Nothing for years. Nothing until the ghosts they come.
As a teen, she will be diagnosed and plied with pills as she recalls the mind of a lonely boy.
She’ll sit in the street and piss in her veins as the author he hands her the needle.
She’ll lament a poor girl who lived for the horror in films. Her dreams and passions not lived.
And she will think about things she cannot fathom. Cold. Wet living things with feet that rot in the mud and she feels the ripping ache of her soldier.
The woman sits alone in the villa because her skin has furrowed and she can no longer count backwards from ten.
“Come to me, Tāne”, she chants to the air.
Hidden away behind shutters and doors, she waits for her end as she remembers again the lives that she’s lived.
And, though nobody will listen, she knows… she knows she’s back where she began.
As andreavolpe34 noted, a surreal flash. I especially enjoyed the fresh use of language and the imagery.
Thanks David. I’ve been working with an editor of late. She has been helping me reign in and snip off a lot of the deadwood grammar that I’ve leaned on in the past. Step by step 🙂
Very surreal and I loved how everything flowed into one another. Is villa mater somehow referring to matter? Didn’t quite get its significance.
Latin for something like Mother Town or Mother Villiage, literally. Given the story, could be something like Birthplace or Mom’s House
Thanks Phillip, I believe your latin is on point and actually makes a lot of sense, come to think about it. The Villa Mater in my story is an actual abandoned retirement home at the end of the street I live on here in Italy. Its a wonderful sprawling walled villa that has sadly been left to deteriorate. Of more shame, though, is that many have probably forgotten the stories of those who once lived there.

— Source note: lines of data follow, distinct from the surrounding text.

//! Bounded, jittered exponential backoff for reconnection attempts.

use std::time::Duration;

use rand::Rng;
use serde::Deserialize;

/// Backoff parameters, loaded from `config.toml`.
#[derive(Debug, Clone, Deserialize)]
pub struct BackoffConfig {
    /// First retry delay in milliseconds.
    #[serde(default = "default_base_ms")]
    pub base_ms: u64,
    /// Cap on the retry delay in milliseconds.
    #[serde(default = "default_max_ms")]
    pub max_ms: u64,
    /// Growth factor between consecutive attempts.
    #[serde(default = "default_multiplier")]
    pub multiplier: f64,
    /// Connection attempts per provider before moving to the next one.
    #[serde(default = "default_max_attempts")]
    pub max_attempts: u32,
}

fn default_base_ms() -> u64 {
    1_000
}

fn default_max_ms() -> u64 {
    30_000
}

fn default_multiplier() -> f64 {
    2.0
}

fn default_max_attempts() -> u32 {
    3
}

impl Default for BackoffConfig {
    fn default() -> Self {
        Self {
            base_ms: default_base_ms(),
            max_ms: default_max_ms(),
            multiplier: default_multiplier(),
            max_attempts: default_max_attempts(),
        }
    }
}

/// Exponential backoff state for one provider's retry loop.
///
/// Delays grow geometrically up to the configured cap, with +/-25%
/// uniform jitter so reconnecting clients do not stampede a server
/// that just came back.
#[derive(Debug)]
pub struct Backoff {
    cfg: BackoffConfig,
    attempt: u32,
}

impl Backoff {
    pub fn new(cfg: BackoffConfig) -> Self {
        Self { cfg, attempt: 0 }
    }

    /// Number of delays handed out since the last reset.
    pub fn attempts(&self) -> u32 {
        self.attempt
    }

    /// True once the per-provider attempt budget is spent.
    pub fn exhausted(&self) -> bool {
        self.attempt >= self.cfg.max_attempts
    }

    /// Next delay to sleep before retrying, advancing the attempt count.
    pub fn next_delay(&mut self) -> Duration {
        let exp = self.cfg.multiplier.powi(self.attempt as i32);
        let raw = (self.cfg.base_ms as f64 * exp).min(self.cfg.max_ms as f64);
        self.attempt = self.attempt.saturating_add(1);

        let jitter = rand::rng().random_range(0.75..=1.25);
        let ms = (raw * jitter).min(self.cfg.max_ms as f64);
        Duration::from_millis(ms as u64)
    }

    /// Reset after a successful connection.
    pub fn reset(&mut self) {
        self.attempt = 0;
    }
}
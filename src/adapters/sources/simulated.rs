//! Simulated Feed - Guaranteed Terminal Fallback
//!
//! Generates ticks from a seeded pseudo-random walk around realistic
//! per-pair mid prices, at a fixed interval, and never fails. This is
//! the last entry in every failover priority list: when all real
//! providers are down the stream keeps producing.

use std::time::Duration;

use async_trait::async_trait;
use chrono::Utc;
use rand::rngs::StdRng;
use rand::{Rng, SeedableRng};
use serde::Deserialize;
use tracing::info;

use crate::domain::tick::{Instrument, SourceId, Tick};
use crate::ports::source::{FeedError, SourceAdapter};

/// Simulator configuration.
#[derive(Debug, Clone, Deserialize)]
pub struct SimulatedConfig {
    /// Milliseconds between generated ticks (round-robin over pairs).
    #[serde(default = "default_tick_interval_ms")]
    pub tick_interval_ms: u64,
    /// Fixed RNG seed for deterministic runs; omit for entropy.
    #[serde(default)]
    pub seed: Option<u64>,
}

fn default_tick_interval_ms() -> u64 {
    50
}

impl Default for SimulatedConfig {
    fn default() -> Self {
        Self {
            tick_interval_ms: default_tick_interval_ms(),
            seed: None,
        }
    }
}

/// Per-pair random-walk state.
#[derive(Debug, Clone)]
struct PairState {
    mid: f64,
    spread: f64,
    trend: f64,
    volatility: f64,
}

/// Random-walk FX simulator implementing the source port.
pub struct SimulatedFeed {
    instruments: Vec<Instrument>,
    interval: Duration,
    seed: Option<u64>,
    rng: StdRng,
    pairs: Vec<(Instrument, PairState)>,
    cursor: usize,
    ticker: Option<tokio::time::Interval>,
}

impl SimulatedFeed {
    pub fn new(instruments: Vec<Instrument>, cfg: &SimulatedConfig) -> Self {
        let rng = match cfg.seed {
            Some(seed) => StdRng::seed_from_u64(seed),
            None => StdRng::from_os_rng(),
        };
        Self {
            instruments,
            interval: Duration::from_millis(cfg.tick_interval_ms.max(1)),
            seed: cfg.seed,
            rng,
            pairs: Vec::new(),
            cursor: 0,
            ticker: None,
        }
    }

    /// Realistic seed mid price for well-known pairs; random for the rest.
    fn base_price(rng: &mut StdRng, pair: &str) -> f64 {
        match pair {
            "EURUSD" => 1.1618,
            "USDJPY" => 148.79,
            "GBPUSD" => 1.3395,
            "AUDUSD" => 0.6519,
            "USDCAD" => 1.3714,
            "NZDUSD" => 0.5949,
            "USDCHF" => 0.8005,
            "EURGBP" => 0.8673,
            "EURJPY" => 172.86,
            "GBPJPY" => 199.35,
            "AUDJPY" => 97.00,
            "AUDNZD" => 1.0959,
            "EURCHF" => 0.9300,
            "USDSGD" => 1.2849,
            "USDCNH" => 7.1743,
            _ => rng.random_range(0.8..1.5),
        }
    }

    /// Spread by liquidity class, in price units.
    fn base_spread(pair: &str) -> f64 {
        if matches!(pair, "EURUSD" | "USDJPY" | "GBPUSD") {
            if pair.contains("JPY") { 0.008 } else { 0.00006 }
        } else if pair.contains("JPY") {
            0.008
        } else if matches!(pair, "AUDUSD" | "USDCAD" | "NZDUSD" | "USDCHF") {
            0.00010
        } else {
            0.00020
        }
    }

    fn step(rng: &mut StdRng, state: &mut PairState) {
        // Occasional trend regime change.
        if rng.random_range(0.0..1.0) < 0.02 {
            state.trend = rng.random_range(-0.00002..0.00002);
        }
        // Rare volatility shock, otherwise decay.
        if rng.random_range(0.0..1.0) < 0.001 {
            state.volatility = rng.random_range(0.00005..0.00020);
        } else {
            state.volatility *= 0.99;
        }

        let drift = state.trend + rng.random_range(-state.volatility..=state.volatility);
        state.mid = (state.mid * (1.0 + drift)).max(0.0001);
    }
}

#[async_trait]
impl SourceAdapter for SimulatedFeed {
    fn id(&self) -> SourceId {
        SourceId::Simulated
    }

    async fn connect(&mut self) -> Result<(), FeedError> {
        let mut pairs = Vec::with_capacity(self.instruments.len());
        for inst in &self.instruments {
            let mid = Self::base_price(&mut self.rng, inst);
            pairs.push((
                inst.clone(),
                PairState {
                    mid,
                    spread: Self::base_spread(inst),
                    trend: 0.0,
                    volatility: self.rng.random_range(0.00001..0.00005),
                },
            ));
        }
        self.pairs = pairs;
        self.cursor = 0;
        self.ticker = Some(tokio::time::interval(self.interval));

        info!(
            pairs = self.pairs.len(),
            interval_ms = self.interval.as_millis() as u64,
            seeded = self.seed.is_some(),
            "simulated feed started"
        );
        Ok(())
    }

    async fn disconnect(&mut self) {
        self.ticker = None;
        self.pairs.clear();
    }

    async fn next_tick(&mut self) -> Result<Tick, FeedError> {
        let ticker = self.ticker.as_mut().ok_or(FeedError::Closed)?;
        ticker.tick().await;

        if self.pairs.is_empty() {
            return Err(FeedError::Closed);
        }
        let idx = self.cursor % self.pairs.len();
        self.cursor = self.cursor.wrapping_add(1);

        let (instrument, state) = &mut self.pairs[idx];
        Self::step(&mut self.rng, state);

        Ok(Tick {
            instrument: instrument.clone(),
            bid: state.mid - state.spread / 2.0,
            ask: state.mid + state.spread / 2.0,
            ts: Utc::now(),
            seq: 0,
            source: SourceId::Simulated,
        })
    }
}

/// Deterministic replay helper for tests: collects the walk offline.
#[cfg(test)]
pub fn walk_preview(seed: u64, pair: &str, steps: usize) -> Vec<f64> {
    let mut rng = StdRng::seed_from_u64(seed);
    let mut state = PairState {
        mid: SimulatedFeed::base_price(&mut rng, pair),
        spread: SimulatedFeed::base_spread(pair),
        trend: 0.0,
        volatility: rng.random_range(0.00001..0.00005),
    };
    let mut out = Vec::with_capacity(steps);
    for _ in 0..steps {
        SimulatedFeed::step(&mut rng, &mut state);
        out.push(state.mid);
    }
    out
}
//! Domain layer - feed-core business logic and models.
//!
//! Pure types and incremental computations: ticks, bars, backoff
//! policy, and the two indicator engines. No I/O here (hexagonal
//! architecture inner ring); everything is serializable and testable
//! in isolation.

pub mod backoff;
pub mod bias;
pub mod indicator;
pub mod super_trend;
pub mod tick;

// Re-export core types for convenience
pub use backoff::{Backoff, BackoffConfig};
pub use bias::MarketBias;
pub use indicator::{Indicator, IndicatorKind, IndicatorState, IndicatorValue};
pub use super_trend::SuperTrend;
pub use tick::{Bar, BarAggregator, Instrument, SourceId, Tick};
//! State Store - Atomic JSON Indicator-State Persistence
//!
//! Saves indicator snapshots to one JSON file per indicator kind
//! using atomic writes (write to tmp file, then rename). This
//! guarantees crash safety: the file on disk is always either the
//! old or the new snapshot, never a partial write.

use std::path::{Path, PathBuf};

use anyhow::{Context, Result};
use async_trait::async_trait;
use tokio::fs;
use tracing::{info, warn};

use crate::domain::indicator::IndicatorKind;
use crate::ports::indicator_store::IndicatorStore;

/// Atomic JSON store for indicator state, one document per kind.
pub struct StateStore {
    data_dir: PathBuf,
}

impl StateStore {
    /// Create a store rooted at `data_dir`, creating it if missing.
    pub async fn new(data_dir: &str) -> Result<Self> {
        let dir = Path::new(data_dir);
        fs::create_dir_all(dir)
            .await
            .context("failed to create data directory")?;
        Ok(Self {
            data_dir: dir.to_path_buf(),
        })
    }

    fn paths(&self, kind: IndicatorKind) -> (PathBuf, PathBuf) {
        let final_path = self.data_dir.join(kind.state_file());
        let tmp_path = self.data_dir.join(format!("{}.tmp", kind.state_file()));
        (final_path, tmp_path)
    }
}

#[async_trait]
impl IndicatorStore for StateStore {
    async fn save(&self, kind: IndicatorKind, snapshot: &serde_json::Value) -> Result<()> {
        let (final_path, tmp_path) = self.paths(kind);

        let json =
            serde_json::to_string_pretty(snapshot).context("failed to serialize snapshot")?;

        fs::write(&tmp_path, &json)
            .await
            .context("failed to write tmp state file")?;
        fs::rename(&tmp_path, &final_path)
            .await
            .context("failed to rename state file")?;

        info!(
            kind = %kind,
            path = %final_path.display(),
            bytes = json.len(),
            "indicator state saved"
        );
        Ok(())
    }

    async fn load(&self, kind: IndicatorKind) -> Result<Option<serde_json::Value>> {
        let (final_path, _) = self.paths(kind);
        if !final_path.exists() {
            info!(kind = %kind, "no persisted state, starting fresh");
            return Ok(None);
        }

        let json = fs::read_to_string(&final_path)
            .await
            .context("failed to read state file")?;
        let value: serde_json::Value =
            serde_json::from_str(&json).context("failed to parse state JSON")?;

        info!(kind = %kind, path = %final_path.display(), "indicator state loaded");
        Ok(Some(value))
    }

    async fn is_healthy(&self) -> bool {
        match fs::metadata(&self.data_dir).await {
            Ok(meta) => meta.is_dir(),
            Err(e) => {
                warn!(error = %e, "state store directory unavailable");
                false
            }
        }
    }
}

I’m just happy ‘anyone’ was able to follow it, andreavolpe34.
Its funny how after the fact things take on new significance. I never considered that Villa Mater could be Villa Matter… but its a cool thought. This retirement home where matter contorts and pulls us into its memories.
The eternal wormhole. One would have thought that after all this time we would have learnt from our mistakes and had more respect for those who came before us. A complex and sobering tale.
Seems sometimes that we only have a certain capacity for empathy. That once the tanks are full we need to syphon some off before we can continue to learn and evolve as a society.
So many themes touched on here. This is wild. I feel like I know some of these lives. Another great read. thank you.
Thank you Emma. I’m glad you were able to connect with some of the characters stories/ situations.